Multiple fruits

Introduction

When Andrew Ng says

“Hey, everyone, the neural network is good enough. Let’s not mess with the code anymore. The only thing you’re going to do now is build processes to improve the quality of the data.” — Andrew Ng

it somehow echoes a word of Thomas Henry Huxley, at the time defending Darwin’s theory in On the Origin of Species against William Thomson:

“Mathematics may be compared to a mill of exquisite workmanship, which grinds you stuff of any degree of fineness; but, nevertheless, what you get out depends upon what you put in; and as the grandest mill in the world will not extract wheat-flour from peascod, so pages of formulae will not get a definite result out of loose data.” — Thomas Henry Huxley

However, even on simple data fields like customer addresses assessing text quality is a challenging problem. As a concrete example of metric, we would like to measure the proportion of spelling/typing mistakes or the number of unknown words. In this article we present a quick way to analyse unstructured text and understand more about its linguistics features. We will only focus on descriptive measures. This is the first step to assess the quality of the data as we keep improving it.

And remember what Lord Kelvin said

“If you can’t measure it, you can’t improve it” — William Thomson (Lord Kelvin)

Notations and context

To start, let’s define a quick theorical context, before digging into the descriptive metrics.

We define a corpus \(\mathcal{C} = {d_i}\) as a list of document. The number of document can be seen as the cardinality of the corpus \(\vert \mathcal{C} \vert = N\).

Each document has a set of text attribute/field. Each field is indexed with j from 1 to M, such \(a_{ij}\) is the j\(^{th}\) field of the i\(^{th}\) document.

In this case, each document has only one text field, the title.

We define a tokenizer function \(f_{tokenizer}\) as \(f_{tokenizer} : a_{ij} \rightarrow [t_1, ..., t_k, ... , t_L]\), with \({t_k}\) the list of tokens corresponding to the \(a_{ij}\) field.

We define \(\mathcal{T} = t_{ijk}\) the token k for the field j of the i\(^{th}\) document. We can also note \(\mathcal{T}_j = t_{ik}\) the list of token for a given field j.

We define the dictionary \(\mathcal{D} = { t_i }\) given a tokenizer function \(f_{tokenizer}\), as the list of unique tokens generated by a tokenizer on a given corpus.

Descriptive metric list

Having already seen some basic function of text analysis with nltk.book.Text, we describe and compute some basic metrics to find characteristic and informative thing about the hackernews story dataset.

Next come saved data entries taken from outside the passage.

//! HTTP handlers for the payment endpoints.

use axum::extract::{Json, Query, State};
use axum::response::IntoResponse;

use crate::adapters::http::middleware::{AdminUser, AuthenticatedUser};
use crate::adapters::http::{ApiError, AppState};
use crate::application::handlers::subscription::{
    CancelSubscriptionCommand, CreateSubscriptionCommand, ListPaymentsQuery,
    VerifySubscriptionCommand,
};

use super::dto::{
    GatewayKeyResponse, ListPaymentsParams, ListPaymentsResponse, SubscribeResponse,
    SubscriptionSummaryResponse, UnsubscribeResponse, VerifyRequest, VerifyResponse,
};

/// GET /api/v1/payments/key
pub async fn get_gateway_key(
    State(state): State<AppState>,
    _user: AuthenticatedUser,
) -> Result<impl IntoResponse, ApiError> {
    let result = state.get_gateway_key_handler().handle();

    Ok(Json(GatewayKeyResponse {
        success: true,
        message: "Gateway API key".to_string(),
        key: result.key,
    }))
}

/// POST /api/v1/payments/subscribe
pub async fn subscribe(
    State(state): State<AppState>,
    user: AuthenticatedUser,
) -> Result<impl IntoResponse, ApiError> {
    let handler = state.create_subscription_handler();
    let result = handler
        .handle(CreateSubscriptionCommand {
            user_id: user.user_id,
        })
        .await?;

    Ok(Json(SubscribeResponse {
        success: true,
        message: "Subscribed successfully".to_string(),
        subscription_id: result.subscription_id,
    }))
}

/// POST /api/v1/payments/verify
pub async fn verify(
    State(state): State<AppState>,
    user: AuthenticatedUser,
    Json(request): Json<VerifyRequest>,
) -> Result<impl IntoResponse, ApiError> {
    let handler = state.verify_subscription_handler();
    handler
        .handle(VerifySubscriptionCommand {
            user_id: user.user_id,
            payment_id: request.razorpay_payment_id,
            signature: request.razorpay_signature,
            subscription_id: request.razorpay_subscription_id,
        })
        .await?;

    Ok(Json(VerifyResponse {
        success: true,
        message: "Payment verified successfully".to_string(),
    }))
}

/// POST /api/v1/payments/unsubscribe
///
/// Returns an explicit success body with the mirrored gateway status.
pub async fn unsubscribe(
    State(state): State<AppState>,
    user: AuthenticatedUser,
) -> Result<impl IntoResponse, ApiError> {
    let handler = state.cancel_subscription_handler();
    let result = handler
        .handle(CancelSubscriptionCommand {
            user_id: user.user_id,
        })
        .await?;

    Ok(Json(UnsubscribeResponse {
        success: true,
        message: "Subscription cancelled".to_string(),
        status: result.status,
    }))
}

/// GET /api/v1/payments?count=N (admin)
pub async fn list_payments(
    State(state): State<AppState>,
    _admin: AdminUser,
    Query(params): Query<ListPaymentsParams>,
) -> Result<impl IntoResponse, ApiError> {
    let handler = state.list_payments_handler();
    let result = handler
        .handle(ListPaymentsQuery {
            count: params.count,
        })
        .await?;

    Ok(Json(ListPaymentsResponse {
        success: true,
        message: "All payments".to_string(),
        subscriptions: result
            .subscriptions
            .into_iter()
            .map(SubscriptionSummaryResponse::from)
            .collect(),
    }))
}
//! Media storage configuration

use serde::Deserialize;

use super::error::ValidationError;

/// Media storage configuration
#[derive(Debug, Clone, Default, Deserialize)]
pub struct MediaConfig {
    /// Base URL of the storage API
    pub base_url: String,

    /// API key for the storage service
    pub api_key: String,
}

impl MediaConfig {
    /// Validate media configuration
    pub fn validate(&self) -> Result<(), ValidationError> {
        if self.base_url.is_empty() {
            return Err(ValidationError::MissingRequired("MEDIA_BASE_URL"));
        }
        if !self.base_url.starts_with("http://") && !self.base_url.starts_with("https://") {
            return Err(ValidationError::InvalidMediaBaseUrl);
        }
        if self.api_key.is_empty() {
            return Err(ValidationError::MissingRequired("MEDIA_API_KEY"));
        }
        Ok(())
    }
}
//! Course-specific error types.

use crate::domain::foundation::{CourseId, DomainError, ErrorCode, LectureId, ValidationError};

/// Errors raised by course management.
#[derive(Debug, Clone, PartialEq, Eq)]
pub enum CourseError {
    /// The caller does not resolve to a stored user.
    Unauthorized,

    /// The caller's role or subscription does not allow the operation.
    AccessDenied { reason: String },

    /// No course with the given id exists.
    NotFound(CourseId),

    /// No lecture with the given id exists in the course.
    LectureNotFound(LectureId),

    /// A request field is missing or malformed.
    ValidationFailed { field: String, message: String },

    /// Media upload or deletion failed.
    MediaStorage { reason: String },

    /// Persistence or other unexpected failure.
    Infrastructure(String),
}

impl CourseError {
    pub fn unauthorized() -> Self {
        CourseError::Unauthorized
    }

    pub fn access_denied(reason: impl Into<String>) -> Self {
        CourseError::AccessDenied {
            reason: reason.into(),
        }
    }

    pub fn not_found(id: CourseId) -> Self {
        CourseError::NotFound(id)
    }

    pub fn lecture_not_found(id: LectureId) -> Self {
        CourseError::LectureNotFound(id)
    }

    pub fn validation(field: impl Into<String>, message: impl Into<String>) -> Self {
        CourseError::ValidationFailed {
            field: field.into(),
            message: message.into(),
        }
    }

    pub fn media_storage(reason: impl Into<String>) -> Self {
        CourseError::MediaStorage {
            reason: reason.into(),
        }
    }

    pub fn infrastructure(message: impl Into<String>) -> Self {
        CourseError::Infrastructure(message.into())
    }

    pub fn code(&self) -> ErrorCode {
        match self {
            CourseError::Unauthorized => ErrorCode::Unauthenticated,
            CourseError::AccessDenied { .. } => ErrorCode::Forbidden,
            CourseError::NotFound(_) => ErrorCode::CourseNotFound,
            CourseError::LectureNotFound(_) => ErrorCode::LectureNotFound,
            CourseError::ValidationFailed { .. } => ErrorCode::ValidationFailed,
            CourseError::MediaStorage { .. } => ErrorCode::MediaStorageError,
            CourseError::Infrastructure(_) => ErrorCode::InternalError,
        }
    }

    pub fn message(&self) -> String {
        match self {
            CourseError::Unauthorized => "Unauthorized, please log in".to_string(),
            CourseError::AccessDenied { reason } => reason.clone(),
            CourseError::NotFound(id) => format!("Course with id {} does not exist", id),
            CourseError::LectureNotFound(id) => {
                format!("Lecture with id {} does not exist", id)
            }
            CourseError::ValidationFailed { field, message } => {
                format!("Validation failed for '{}': {}", field, message)
            }
            CourseError::MediaStorage { reason } => format!("Media upload failed: {}", reason),
            CourseError::Infrastructure(msg) => format!("Error: {}", msg),
        }
    }
}

impl std::fmt::Display for CourseError {
    fn fmt(&self, f: &mut std::fmt::Formatter<'_>) -> std::fmt::Result {
        write!(f, "{}", self.message())
    }
}

impl std::error::Error for CourseError {}

impl From<ValidationError> for CourseError {
    fn from(err: ValidationError) -> Self {
        let field = match &err {
            ValidationError::EmptyField { field } => field.clone(),
            ValidationError::InvalidFormat { field, .. } => field.clone(),
        };
        CourseError::ValidationFailed {
            field,
            message: err.to_string(),
        }
    }
}

impl From<DomainError> for CourseError {
    fn from(err: DomainError) -> Self {
        match err.code {
            ErrorCode::CourseNotFound | ErrorCode::LectureNotFound => {
                CourseError::Infrastructure(err.to_string())
            }
            ErrorCode::ValidationFailed => CourseError::ValidationFailed {
                field: "unknown".to_string(),
                message: err.to_string(),
            },
            ErrorCode::MediaStorageError => CourseError::MediaStorage {
                reason: err.to_string(),
            },
            _ => CourseError::Infrastructure(err.to_string()),
        }
    }
}

impl From<CourseError> for DomainError {
    fn from(err: CourseError) -> Self {
        DomainError::new(err.code(), err.message())
    }
}
//! RemoveLectureHandler - admin command for deleting a lecture.

use std::sync::Arc;

use crate::domain::course::{Course, CourseError};
use crate::domain::foundation::{CourseId, LectureId};
use crate::ports::{CourseRepository, MediaStorage};

/// Command to remove a lecture from a course.
#[derive(Debug, Clone)]
pub struct RemoveLectureCommand {
    pub course_id: CourseId,
    pub lecture_id: LectureId,
}

/// Handler for removing lectures.
pub struct RemoveLectureHandler {
    courses: Arc<dyn CourseRepository>,
    media: Arc<dyn MediaStorage>,
}

impl RemoveLectureHandler {
    pub fn new(courses: Arc<dyn CourseRepository>, media: Arc<dyn MediaStorage>) -> Self {
        Self { courses, media }
    }

    pub async fn handle(&self, cmd: RemoveLectureCommand) -> Result<Course, CourseError> {
        let mut course = self
            .courses
            .find_by_id(&cmd.course_id)
            .await
            .map_err(|e| CourseError::infrastructure(e.to_string()))?
            .ok_or(CourseError::NotFound(cmd.course_id))?;

        let removed_media = course
            .lectures
            .iter()
            .find(|l| l.id == cmd.lecture_id)
            .and_then(|l| l.media.clone());

        course.remove_lecture(&cmd.lecture_id)?;

        self.courses
            .update(&course)
            .await
            .map_err(|e| CourseError::infrastructure(e.to_string()))?;

        if let Some(media) = removed_media {
            if let Err(e) = self.media.delete(&media.public_id).await {
                tracing::warn!(public_id = %media.public_id, error = %e, "failed to delete media asset");
            }
        }

        Ok(course)
    }
}
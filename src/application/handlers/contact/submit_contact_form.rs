//! SubmitContactFormHandler - relays a validated contact message by email.

use std::sync::Arc;

use crate::domain::contact::ContactMessage;
use crate::domain::foundation::{DomainError, ErrorCode};
use crate::ports::Mailer;

/// Command carrying a raw contact form submission.
#[derive(Debug, Clone)]
pub struct SubmitContactFormCommand {
    pub name: String,
    pub email: String,
    pub message: String,
}

/// Handler validating and relaying contact form submissions.
pub struct SubmitContactFormHandler {
    mailer: Arc<dyn Mailer>,
}

impl SubmitContactFormHandler {
    pub fn new(mailer: Arc<dyn Mailer>) -> Self {
        Self { mailer }
    }

    pub async fn handle(&self, cmd: SubmitContactFormCommand) -> Result<(), DomainError> {
        let message = ContactMessage::new(cmd.name, cmd.email, cmd.message)
            .map_err(|e| DomainError::new(ErrorCode::ValidationFailed, e.to_string()))?;

        self.mailer
            .send_contact_message(&message)
            .await
            .map_err(|e| {
                tracing::error!(error = %e, "contact form relay failed");
                DomainError::new(
                    ErrorCode::MailerError,
                    "An error occurred while submitting the form",
                )
            })?;

        Ok(())
    }
}
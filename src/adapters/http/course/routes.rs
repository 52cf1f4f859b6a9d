//! Router configuration for the course endpoints.

use axum::routing::{delete, get, put};
use axum::Router;

use crate::adapters::http::AppState;

use super::handlers::{
    add_lecture, create_course, get_course_lectures, list_courses, remove_course, remove_lecture,
    update_course,
};

/// Create the course API router.
///
/// # Routes
///
/// ## Public endpoints
/// - `GET /` - list courses (no lecture bodies)
///
/// ## Subscriber endpoints
/// - `GET /:id/lectures` - lectures (active subscription or admin)
///
/// ## Admin endpoints
/// - `POST /` - create course (multipart, optional `thumbnail`)
/// - `PUT /:id` - update course
/// - `DELETE /:id` - remove course
/// - `POST /:id/lectures` - add lecture (multipart, optional `lecture`)
/// - `DELETE /:id/lectures/:lecture_id` - remove lecture
pub fn course_routes() -> Router<AppState> {
    Router::new()
        .route("/", get(list_courses).post(create_course))
        .route("/:id", put(update_course).delete(remove_course))
        .route(
            "/:id/lectures",
            get(get_course_lectures).post(add_lecture),
        )
        .route("/:id/lectures/:lecture_id", delete(remove_lecture))
}
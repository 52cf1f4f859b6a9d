//! Payment ledger port.

use async_trait::async_trait;

use crate::domain::foundation::DomainError;
use crate::domain::subscription::PaymentRecord;

/// Append-only store of verified payment records.
///
/// The trait deliberately exposes no update or delete operation: a record is
/// immutable once written, and it is only written after signature
/// verification has succeeded.
#[async_trait]
pub trait PaymentLedger: Send + Sync {
    /// Append one verified payment record.
    async fn append(&self, record: &PaymentRecord) -> Result<(), DomainError>;
}
//! Course management handlers.
//!
//! ## Commands
//! - Creating, updating, and removing courses (admin)
//! - Adding and removing lectures, with optional media upload (admin)
//!
//! ## Queries
//! - Listing courses without lecture bodies
//! - Fetching a course's lectures (active subscribers and admins)

mod add_lecture;
mod create_course;
mod get_course_lectures;
mod list_courses;
mod remove_course;
mod remove_lecture;
mod update_course;

// Commands
pub use add_lecture::{AddLectureCommand, AddLectureHandler};
pub use create_course::{CreateCourseCommand, CreateCourseHandler};
pub use remove_course::{RemoveCourseCommand, RemoveCourseHandler};
pub use remove_lecture::{RemoveLectureCommand, RemoveLectureHandler};
pub use update_course::{UpdateCourseCommand, UpdateCourseHandler};

// Queries
pub use get_course_lectures::{GetCourseLecturesHandler, GetCourseLecturesQuery};
pub use list_courses::ListCoursesHandler;
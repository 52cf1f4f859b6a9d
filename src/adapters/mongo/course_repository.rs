//! MongoDB implementation of the course repository.

use async_trait::async_trait;
use futures::TryStreamExt;
use mongodb::bson::doc;
use mongodb::{Collection, Database};
use serde::{Deserialize, Serialize};

use crate::domain::course::{Course, Lecture, MediaAsset};
use crate::domain::foundation::{CourseId, DomainError, ErrorCode, Timestamp};
use crate::ports::{CourseRepository, CourseSummary};

const COLLECTION: &str = "courses";

/// Course document with embedded lectures.
#[derive(Debug, Serialize, Deserialize)]
struct CourseDocument {
    #[serde(rename = "_id")]
    id: String,
    title: String,
    description: String,
    category: String,
    created_by: String,
    #[serde(skip_serializing_if = "Option::is_none")]
    thumbnail: Option<MediaAsset>,
    lectures: Vec<Lecture>,
    lecture_count: usize,
    created_at: Timestamp,
    updated_at: Timestamp,
}

impl From<&Course> for CourseDocument {
    fn from(course: &Course) -> Self {
        Self {
            id: course.id.to_string(),
            title: course.title.clone(),
            description: course.description.clone(),
            category: course.category.clone(),
            created_by: course.created_by.clone(),
            thumbnail: course.thumbnail.clone(),
            lectures: course.lectures.clone(),
            lecture_count: course.lecture_count(),
            created_at: course.created_at,
            updated_at: course.updated_at,
        }
    }
}

impl TryFrom<CourseDocument> for Course {
    type Error = DomainError;

    fn try_from(doc: CourseDocument) -> Result<Self, Self::Error> {
        let id = doc
            .id
            .parse::<CourseId>()
            .map_err(|e| DomainError::new(ErrorCode::DatabaseError, e.to_string()))?;
        Ok(Course {
            id,
            title: doc.title,
            description: doc.description,
            category: doc.category,
            created_by: doc.created_by,
            thumbnail: doc.thumbnail,
            lectures: doc.lectures,
            created_at: doc.created_at,
            updated_at: doc.updated_at,
        })
    }
}

/// Projection used by `list_summaries`; lecture bodies never leave the
/// database.
#[derive(Debug, Deserialize)]
struct SummaryDocument {
    #[serde(rename = "_id")]
    id: String,
    title: String,
    description: String,
    category: String,
    created_by: String,
    #[serde(default)]
    thumbnail: Option<MediaAsset>,
    #[serde(default)]
    lecture_count: usize,
}

/// MongoDB-backed `CourseRepository`.
pub struct MongoCourseRepository {
    collection: Collection<CourseDocument>,
    summaries: Collection<SummaryDocument>,
}

impl MongoCourseRepository {
    pub fn new(database: &Database) -> Self {
        Self {
            collection: database.collection(COLLECTION),
            summaries: database.collection(COLLECTION),
        }
    }
}

fn db_error(e: mongodb::error::Error) -> DomainError {
    DomainError::new(ErrorCode::DatabaseError, e.to_string())
}

#[async_trait]
impl CourseRepository for MongoCourseRepository {
    async fn insert(&self, course: &Course) -> Result<(), DomainError> {
        let document = CourseDocument::from(course);
        self.collection
            .insert_one(&document)
            .await
            .map_err(db_error)?;
        Ok(())
    }

    async fn update(&self, course: &Course) -> Result<(), DomainError> {
        let document = CourseDocument::from(course);
        let result = self
            .collection
            .replace_one(doc! { "_id": course.id.to_string() }, &document)
            .await
            .map_err(db_error)?;

        if result.matched_count == 0 {
            return Err(DomainError::new(
                ErrorCode::CourseNotFound,
                format!("Course {} does not exist", course.id),
            ));
        }
        Ok(())
    }

    async fn find_by_id(&self, id: &CourseId) -> Result<Option<Course>, DomainError> {
        let document = self
            .collection
            .find_one(doc! { "_id": id.to_string() })
            .await
            .map_err(db_error)?;

        document.map(Course::try_from).transpose()
    }

    async fn list_summaries(&self) -> Result<Vec<CourseSummary>, DomainError> {
        let cursor = self
            .summaries
            .find(doc! {})
            .projection(doc! { "lectures": 0 })
            .await
            .map_err(db_error)?;

        let documents: Vec<SummaryDocument> = cursor.try_collect().await.map_err(db_error)?;

        documents
            .into_iter()
            .map(|doc| {
                let id = doc
                    .id
                    .parse::<CourseId>()
                    .map_err(|e| DomainError::new(ErrorCode::DatabaseError, e.to_string()))?;
                Ok(CourseSummary {
                    id,
                    title: doc.title,
                    description: doc.description,
                    category: doc.category,
                    created_by: doc.created_by,
                    thumbnail: doc.thumbnail,
                    lecture_count: doc.lecture_count,
                })
            })
            .collect()
    }

    async fn delete(&self, id: &CourseId) -> Result<(), DomainError> {
        self.collection
            .delete_one(doc! { "_id": id.to_string() })
            .await
            .map_err(db_error)?;
        Ok(())
    }
}

#[cfg(test)]
mod tests {
    use super::*;

    #[test]
    fn document_roundtrips_through_domain() {
        let mut course = Course::new("Rust 101", "Intro", "programming", "admin-1").unwrap();
        course.add_lecture(Lecture::new("Ownership", "Moves", None).unwrap());

        let document = CourseDocument::from(&course);
        assert_eq!(document.lecture_count, 1);

        let back = Course::try_from(document).unwrap();
        assert_eq!(back, course);
    }

    #[test]
    fn summary_document_tolerates_missing_fields() {
        let json = format!(
            r#"{{"_id":"{}","title":"t","description":"d","category":"c","created_by":"by"}}"#,
            CourseId::new()
        );
        let doc: SummaryDocument = serde_json::from_str(&json).unwrap();
        assert_eq!(doc.lecture_count, 0);
        assert!(doc.thumbnail.is_none());
    }
}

To see the code used to build the following table go this way.

  Name Formula Value Description
0 Count \(\vert \mathcal{O} \vert\) 500 Number of title
1 Unique count \(\vert \mathcal{O}_{unique} \vert\) 497 Number of unique title
2 Token count \(\vert \mathcal{T} \vert\) 2853 Total number of tokens
3 Dictionary length \(\vert \mathcal{D} \vert\) 2195 Total number of unique tokens
4 Lem dictionary length \(\vert \mathcal{D}_{lemme} \vert\) 1817 Total number of unique lemmetized tokens
5 Alpha lem dictionary length \(\vert \mathcal{D}_{\alpha-lemme} \vert\) 1766 Total number of unique alpha lemmetized tokens
6 Average length \(\bar{M_i}\) 49.69 Average number of tokens
7 Min and Max length \(\{ min(M_i), max(M_i) \}\) (7, 81) Minimum and maximum number of tokens
8 Median length \(\tilde{M_i}\) 51 Median number of tokens
9 Std length \(s_{M_i}\) 19.12 Standard deviation of the number of tokens
10 Duplicate proportion \(\vert \mathcal{O} \vert - \vert \mathcal{O}_{unique} \vert \over \vert \mathcal{O} \vert\) 0.006 Proportion of title that appears more than once
11 Numerical frequency \(\vert \mathcal{T}_{numerical} \vert \over \vert \mathcal{T} \vert\) 0.0315 Frequency of numerical tokens
12 Numerical proportion \(\vert \mathcal{D}_{numerical} \vert \over \vert \mathcal{D}_{lemme} \vert\) 0.0281 Proportion of numerical tokens
13 In vocabulary \(\vert \mathcal{D}_{\alpha-lemme} \cap \mathcal{D}_{NLTK} \vert \over \vert \mathcal{D}_{\alpha-lemme} \vert\) 0.7599 Proportion of tokens inside the NLTK vocabulary
14 Out of vocabulary \(\vert \mathcal{D}_{\alpha-lemme} \vert - \vert \mathcal{D}_{\alpha-lemme} \cap \mathcal{D}_{NLTK} \vert \over \vert \mathcal{D}_{\alpha-lemme} \vert\) 0.2401 Proportion of tokens outside the NLTK vocabulary
15 Lexical diversity \(\vert \mathcal{D} \vert \over \vert \mathcal{T} \vert\) 0.7694 Dictionary count over the token count
16 Hapaxes \(\vert \mathcal{D}_{hapax} \vert \over \vert \mathcal{D} \vert\) 0.8378 Proportion of token that occur once (hapax legomena)
17 Uppercase items \(\vert \mathcal{O}_{upper} \vert \over \vert \mathcal{O} \vert\) 0.0 Proportion of uppercased title
18 Uppercased token proportion \(\vert \mathcal{T}_{upper} \vert \over \vert \mathcal{T} \vert\) 0.0648 Proportion of uppercased token

In the following sections we give some information on Lexical Diversity, Hapaxes, Uppercased token proporition and Out of vocabulary.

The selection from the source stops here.